Interessa-nos muito os pequenos abusos de poder de gente subalterna, a grande corrupção dos poderosos, os lamentáveis hábitos criados pelas redes sociais, a imbecilidade presente em certas novas palavras, a falta de urbanidade, os preconceitos de alguns e a invasão da televisão por programas completamente obtusos.
Por assim ser, gostamos de ler as crónicas do enormíssimo escritor espanhol Javier Marías (1951-2022), a quem tudo isso também muito interessava. Algumas delas estão compiladas no livro “Juro não dizer nunca a verdade”.
Há romances imensos de Javier Marías que se tornaram clássicos instantâneos. Todavia, não é da sua contribuição para a literatura de que hoje vos vamos falar, ainda assim, não queremos avançar para outros assuntos sem antes vos aconselhar a leitura de uma das suas ficções de que mais gostamos: “Os enamoramentos”.

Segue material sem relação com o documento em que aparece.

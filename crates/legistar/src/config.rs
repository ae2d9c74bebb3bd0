use std::fs;
use std::path::Path;

use anyhow::Result;
use serde::Deserialize;

/// Settings for the hosted legislation source, loadable from a TOML file.
/// Every field has a default so a missing or partial file still yields a
/// working scraper.
#[derive(Debug, Clone, Deserialize)]
#[serde(default)]
pub struct ScrapeConfig {
    pub base_url: String,
    pub timeout_secs: u64,
    pub page_size: usize,
    pub user_agent: String,
}

impl Default for ScrapeConfig {
    fn default() -> Self {
        Self {
            base_url: "https://webapi.legistar.com/v1/phila/".to_string(),
            timeout_secs: 15,
            page_size: 100,
            user_agent: concat!("councilmatic/", env!("CARGO_PKG_VERSION")).to_string(),
        }
    }
}

impl ScrapeConfig {
    pub fn load(path: &Path) -> Result<Self> {
        let raw = fs::read_to_string(path)?;
        let config = toml::from_str(&raw)?;
        Ok(config)
    }
}
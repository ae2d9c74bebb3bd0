use anyhow::Result;
use rusqlite::Connection;
use time::Date;
use time::format_description::well_known::Rfc2822;

use councilmatic_core::db::{self, LegFileWithTopics};
use councilmatic_core::search::{FtsHitSource, ResultSet, SearchMatch};

const MAX_ITEMS: usize = 100;

#[derive(Debug, Clone)]
pub struct Feed {
    pub title: String,
    pub link: String,
    pub description: String,
    pub items: Vec<FeedItem>,
}

#[derive(Debug, Clone)]
pub struct FeedItem {
    pub title: String,
    pub link: String,
    pub description: String,
    pub pubdate: Option<String>, // RFC 2822
}

/// Newly introduced legislation, newest first, untitled rows skipped.
pub fn new_legislation(conn: &Connection, base_url: &str) -> Result<Feed> {
    let files = db::recent_leg_files(conn, MAX_ITEMS, None)?;
    Ok(Feed {
        title: "New Legislation".to_string(),
        link: base_url.to_string(),
        description: "Newly introduced legislation".to_string(),
        items: files.iter().map(|f| leg_file_item(f, base_url)).collect(),
    })
}

/// One item per recorded action of a single piece of legislation, or
/// `None` when the key is unknown.
pub fn legislation_updates(conn: &Connection, key: &str, base_url: &str) -> Result<Option<Feed>> {
    let Some(detail) = db::leg_file_detail(conn, key)? else {
        return Ok(None);
    };

    let link = format!("{base_url}/legislation/{key}");
    let items = detail
        .actions
        .iter()
        .map(|action| FeedItem {
            title: format!("{}: {}", action.acting_body, action.motion),
            link: link.clone(),
            description: action.description.clone(),
            pubdate: action.date_taken.as_date().map(rfc2822_midnight),
        })
        .collect();

    Ok(Some(Feed {
        title: format!("Updates to {} {}", detail.file.file_type, detail.file.id),
        link,
        description: detail.file.title,
        items,
    }))
}

/// The top search hits for a free-text query, reconciled to their records.
pub fn search_results(conn: &Connection, query: &str, base_url: &str) -> Result<Feed> {
    let results = ResultSet::new(conn, FtsHitSource::new(conn, query));
    let total = results.count()?;
    let matches = results.slice(0..total.min(MAX_ITEMS))?;

    let items = matches
        .iter()
        .map(|m| match m {
            SearchMatch::LegFile(f) => leg_file_item(f, base_url),
            SearchMatch::Member(member) => FeedItem {
                title: member.real_name.clone(),
                link: format!("{base_url}/councilmembers/{}", member.id),
                description: member.district.clone().unwrap_or_default(),
                pubdate: None,
            },
        })
        .collect();

    Ok(Feed {
        title: format!("Search: {query}"),
        link: base_url.to_string(),
        description: format!("Legislation matching \"{query}\""),
        items,
    })
}

/// A subscription's saved query, re-run and titled by its label, or `None`
/// when the subscription is unknown.
pub fn subscription_content(
    conn: &Connection,
    subscription_id: i64,
    base_url: &str,
) -> Result<Option<Feed>> {
    let Some(sub) = db::subscription(conn, subscription_id)? else {
        return Ok(None);
    };
    let mut feed = search_results(conn, &sub.query, base_url)?;
    feed.title = sub.label.clone();
    feed.description = sub.label;
    Ok(Some(feed))
}

fn leg_file_item(f: &LegFileWithTopics, base_url: &str) -> FeedItem {
    FeedItem {
        title: format!("{} {}", f.file.file_type, f.file.id),
        link: format!("{base_url}/legislation/{}", f.file.key),
        description: f.file.title.clone(),
        pubdate: f.file.intro_date.as_date().map(rfc2822_midnight),
    }
}

fn rfc2822_midnight(date: Date) -> String {
    date.midnight()
        .assume_utc()
        .format(&Rfc2822)
        .unwrap_or_default()
}

impl Feed {
    /// Render as an RSS 2.0 document.
    pub fn to_rss(&self) -> String {
        let mut xml = String::new();
        xml.push_str("<?xml version=\"1.0\" encoding=\"UTF-8\"?>\n");
        xml.push_str("<rss version=\"2.0\">\n");
        xml.push_str("<channel>\n");
        push_tag(&mut xml, "title", &self.title);
        push_tag(&mut xml, "link", &self.link);
        push_tag(&mut xml, "description", &self.description);

        for item in &self.items {
            xml.push_str("<item>\n");
            push_tag(&mut xml, "title", &item.title);
            push_tag(&mut xml, "link", &item.link);
            push_tag(&mut xml, "description", &item.description);
            if let Some(pubdate) = &item.pubdate {
                push_tag(&mut xml, "pubDate", pubdate);
            }
            xml.push_str("</item>\n");
        }

        xml.push_str("</channel>\n");
        xml.push_str("</rss>\n");
        xml
    }
}

fn push_tag(xml: &mut String, tag: &str, value: &str) {
    xml.push_str("  <");
    xml.push_str(tag);
    xml.push('>');
    xml.push_str(&xml_escape(value));
    xml.push_str("</");
    xml.push_str(tag);
    xml.push_str(">\n");
}

fn xml_escape(s: &str) -> String {
    let mut out = String::with_capacity(s.len());
    for ch in s.chars() {
        match ch {
            '&' => out.push_str("&amp;"),
            '<' => out.push_str("&lt;"),
            '>' => out.push_str("&gt;"),
            '"' => out.push_str("&quot;"),
            '\'' => out.push_str("&apos;"),
            _ => out.push(ch),
        }
    }
    out
}
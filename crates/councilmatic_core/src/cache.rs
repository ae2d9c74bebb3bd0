use std::collections::HashMap;
use std::sync::Mutex;

use anyhow::Result;
use serde::Serialize;
use serde::de::DeserializeOwned;

/// String key/value cache for slow-changing lookups (facet option lists).
/// Get-or-populate only: there is no invalidation here, and two callers
/// missing at once will both compute. Callers receive the client explicitly
/// rather than reaching for process-global state.
pub trait Cache {
    fn get(&self, key: &str) -> Option<String>;
    fn set(&self, key: &str, value: String);
}

#[derive(Default)]
pub struct MemoryCache {
    entries: Mutex<HashMap<String, String>>,
}

impl MemoryCache {
    pub fn new() -> Self {
        Self::default()
    }
}

impl Cache for MemoryCache {
    fn get(&self, key: &str) -> Option<String> {
        let entries = self.entries.lock().unwrap_or_else(|e| e.into_inner());
        entries.get(key).cloned()
    }

    fn set(&self, key: &str, value: String) {
        let mut entries = self.entries.lock().unwrap_or_else(|e| e.into_inner());
        entries.insert(key.to_string(), value);
    }
}

/// Fetch a typed value from the cache, computing and storing it on a miss.
/// Entries that no longer decode (the shape changed between releases) are
/// recomputed rather than surfaced as errors.
pub fn get_or_cache<T, F>(cache: &dyn Cache, key: &str, compute: F) -> Result<T>
where
    T: Serialize + DeserializeOwned,
    F: FnOnce() -> Result<T>,
{
    if let Some(raw) = cache.get(key) {
        if let Ok(value) = serde_json::from_str(&raw) {
            return Ok(value);
        }
    }
    let value = compute()?;
    cache.set(key, serde_json::to_string(&value)?);
    Ok(value)
}
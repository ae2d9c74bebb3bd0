use std::collections::HashMap;

use anyhow::Result;
use rusqlite::Connection;
use time::{Duration, OffsetDateTime};

use councilmatic_core::cache::{Cache, get_or_cache};
use councilmatic_core::db::{self, LegFileField, LegFileWithTopics, TopicCount};
use councilmatic_core::schema::{CouncilMember, Location};
use councilmatic_core::search::{HitSource, ResultSet, SearchMatch};

use crate::pagination::{PageWindow, page_window};

/// Topic used for procedural housekeeping files; excluded from every
/// "interesting recent activity" aggregation.
pub const ROUTINE_TOPIC: &str = "Routine";

pub const SEARCH_PAGE_SIZE: usize = 20;
const DASHBOARD_FILES: usize = 6;
const RECENT_LOCATIONS: usize = 10;
const TOPIC_WINDOW_DAYS: i64 = 31;

/// One row of the dashboard's topic bar chart. Widths are relative to the
/// busiest topic, so ties at the top all render full width.
#[derive(Debug, Clone, PartialEq)]
pub struct TopicBar {
    pub topic: String,
    pub leg_count: i64,
    pub percent_width: f64,
}

pub fn topic_bars(counts: &[TopicCount]) -> Vec<TopicBar> {
    // counts arrive sorted by descending count, so the first row is the max
    let max = counts.first().map(|c| c.leg_count).unwrap_or(0);
    if max == 0 {
        return Vec::new();
    }
    counts
        .iter()
        .map(|c| TopicBar {
            topic: c.topic.clone(),
            leg_count: c.leg_count,
            percent_width: 100.0 * c.leg_count as f64 / max as f64,
        })
        .collect()
}

#[derive(Debug)]
pub struct Dashboard {
    pub legfiles: Vec<LegFileWithTopics>,
    pub recent_topics: Vec<TopicBar>,
    pub recent_locations: Vec<Location>,
    pub bookmark_counts: HashMap<String, i64>,
}

pub fn dashboard(conn: &Connection) -> Result<Dashboard> {
    let legfiles = db::recent_leg_files(conn, DASHBOARD_FILES, Some(ROUTINE_TOPIC))?;
    let keys: Vec<String> = legfiles.iter().map(|f| f.file.key.clone()).collect();

    let since = OffsetDateTime::now_utc().date() - Duration::days(TOPIC_WINDOW_DAYS);
    let counts = db::topic_counts_since(conn, since, ROUTINE_TOPIC)?;

    Ok(Dashboard {
        recent_topics: topic_bars(&counts),
        recent_locations: db::recent_locations(conn, RECENT_LOCATIONS)?,
        bookmark_counts: db::bookmarks_for_keys(conn, &keys)?,
        legfiles,
    })
}

#[derive(Debug)]
pub struct MemberGroup {
    pub label: &'static str,
    pub slug: &'static str,
    pub members: Vec<CouncilMember>,
}

/// Council members split into district / at-large / former, each group in
/// name order.
pub fn council_member_groups(conn: &Connection) -> Result<Vec<MemberGroup>> {
    let members = db::all_members(conn)?;

    let mut district = Vec::new();
    let mut at_large = Vec::new();
    let mut former = Vec::new();
    for member in members {
        if !member.active {
            former.push(member);
        } else if member.at_large {
            at_large.push(member);
        } else {
            district.push(member);
        }
    }

    Ok(vec![
        MemberGroup {
            label: "District",
            slug: "district",
            members: district,
        },
        MemberGroup {
            label: "At Large",
            slug: "at-large",
            members: at_large,
        },
        MemberGroup {
            label: "Former",
            slug: "former",
            members: former,
        },
    ])
}

#[derive(Debug)]
pub struct MemberDetail {
    pub member: CouncilMember,
    pub district: Option<String>,
    pub recent_legislation: Vec<LegFileWithTopics>,
    pub topics: Vec<TopicBar>,
}

pub fn member_detail(conn: &Connection, real_name: &str) -> Result<Option<MemberDetail>> {
    let Some(member) = db::member_by_name(conn, real_name)? else {
        return Ok(None);
    };
    let recent_legislation = db::leg_files_sponsored_by(conn, member.id, DASHBOARD_FILES)?;
    let counts = db::member_topic_counts(conn, member.id, ROUTINE_TOPIC)?;

    Ok(Some(MemberDetail {
        district: member.district.clone(),
        recent_legislation,
        topics: topic_bars(&counts),
        member,
    }))
}

/// Option lists for the search form's filter dropdowns. Slow-changing, so
/// each list is read through the cache under a `search:` key.
#[derive(Debug, PartialEq, Eq)]
pub struct SearchFacets {
    pub topics: Vec<String>,
    pub statuses: Vec<String>,
    pub controlling_bodies: Vec<String>,
    pub file_types: Vec<String>,
    pub sponsors: Vec<String>,
}

pub fn search_facets(conn: &Connection, cache: &dyn Cache) -> Result<SearchFacets> {
    Ok(SearchFacets {
        topics: get_or_cache(cache, "search:topics", || {
            Ok(db::all_topics(conn)?.into_iter().map(|t| t.topic).collect())
        })?,
        statuses: get_or_cache(cache, "search:statuses", || {
            Ok(db::legfile_choices(conn, LegFileField::Status)?)
        })?,
        controlling_bodies: get_or_cache(cache, "search:controlling_bodies", || {
            Ok(db::legfile_choices(conn, LegFileField::ControllingBody)?)
        })?,
        file_types: get_or_cache(cache, "search:file_types", || {
            Ok(db::legfile_choices(conn, LegFileField::FileType)?)
        })?,
        sponsors: get_or_cache(cache, "search:sponsors", || {
            Ok(db::all_members(conn)?
                .into_iter()
                .map(|m| m.real_name)
                .collect())
        })?,
    })
}

#[derive(Debug)]
pub struct SearchPage {
    pub results: Vec<SearchMatch>,
    pub total: usize,
    pub window: PageWindow,
    pub facets: SearchFacets,
    pub bookmark_counts: HashMap<String, i64>,
}

/// One page of reconciled search results with its pagination window and
/// the filter facets.
pub fn search_page<S: HitSource>(
    conn: &Connection,
    cache: &dyn Cache,
    results: &ResultSet<'_, S>,
    path: &str,
    query_params: &[(String, String)],
    page: usize,
) -> Result<SearchPage> {
    let total = results.count()?;
    let total_pages = total.div_ceil(SEARCH_PAGE_SIZE).max(1);
    let page = page.clamp(1, total_pages);

    let start = (page - 1) * SEARCH_PAGE_SIZE;
    let end = (start + SEARCH_PAGE_SIZE).min(total);
    let matches = results.slice(start..end.max(start))?;

    let keys: Vec<String> = matches
        .iter()
        .filter_map(|m| match m {
            SearchMatch::LegFile(f) => Some(f.file.key.clone()),
            SearchMatch::Member(_) => None,
        })
        .collect();

    Ok(SearchPage {
        window: page_window(path, query_params, page, total_pages),
        facets: search_facets(conn, cache)?,
        bookmark_counts: db::bookmarks_for_keys(conn, &keys)?,
        total,
        results: matches,
    })
}
use thiserror::Error;

use crate::search::ModelKind;

pub type Result<T, E = StoreError> = std::result::Result<T, E>;

#[derive(Debug, Error)]
pub enum StoreError {
    #[error("storage unavailable: {0}")]
    Storage(#[from] rusqlite::Error),

    /// The search index pointed at a row that no longer exists. Slice
    /// reconciliation drops these quietly; single-hit access surfaces them.
    #[error("search index references missing {kind} {key:?}")]
    StaleIndexReference { kind: ModelKind, key: String },

    #[error(transparent)]
    Serialize(#[from] serde_json::Error),
}
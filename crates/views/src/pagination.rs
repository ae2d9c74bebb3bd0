use url::form_urlencoded;

#[derive(Debug, Clone, PartialEq, Eq)]
pub struct PageLink {
    pub number: usize,
    /// `None` for the current page: it renders as plain text, not a link.
    pub url: Option<String>,
}

#[derive(Debug, Clone, PartialEq, Eq)]
pub struct PageWindow {
    pub first_url: String,
    pub last_url: String,
    pub next_url: Option<String>,
    pub previous_url: Option<String>,
    pub pages: Vec<PageLink>,
}

/// A window of at most ten page links around the current page, clamped to
/// the valid range, plus first/last/next/previous. Every link carries the
/// non-page query parameters forward.
pub fn page_window(
    path: &str,
    query_params: &[(String, String)],
    current: usize,
    total: usize,
) -> PageWindow {
    let total = total.max(1);
    let current = current.clamp(1, total);

    let carried: Vec<&(String, String)> = query_params
        .iter()
        .filter(|(name, _)| name != "page")
        .collect();
    let url_for = |page: usize| paginated_url(path, page, &carried);

    let start = 1.max((current as i64 - 5).min(total as i64 - 9)) as usize;
    let end = (start + 10).min(total + 1); // exclusive

    let pages = (start..end)
        .map(|number| PageLink {
            number,
            url: (number != current).then(|| url_for(number)),
        })
        .collect();

    PageWindow {
        first_url: url_for(1),
        last_url: url_for(total),
        next_url: (current < total).then(|| url_for(current + 1)),
        previous_url: (current > 1).then(|| url_for(current - 1)),
        pages,
    }
}

fn paginated_url(path: &str, page: usize, params: &[&(String, String)]) -> String {
    let mut url = format!("{path}?page={page}");
    if !params.is_empty() {
        let encoded = form_urlencoded::Serializer::new(String::new())
            .extend_pairs(params.iter().map(|(name, value)| (name, value)))
            .finish();
        url.push('&');
        url.push_str(&encoded);
    }
    url
}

Nos seus escritos, Javier Marías não dedica muitas linhas à escola, no entanto, as que dedica revelam claramente a sua visão da vida. O autor considera que a escola é como um mundo e aquilo que atualmente se designa como socialização, e que dantes se chamava aprender a conviver com os outros, é uma das coisas mais importantes que ela nos pode ensinar: “A escola é um microcosmo que reúne todos os tipos psicológicos: o covarde, o nobre, o bruto, o cruel... é essencial para se conhecer as pessoas.”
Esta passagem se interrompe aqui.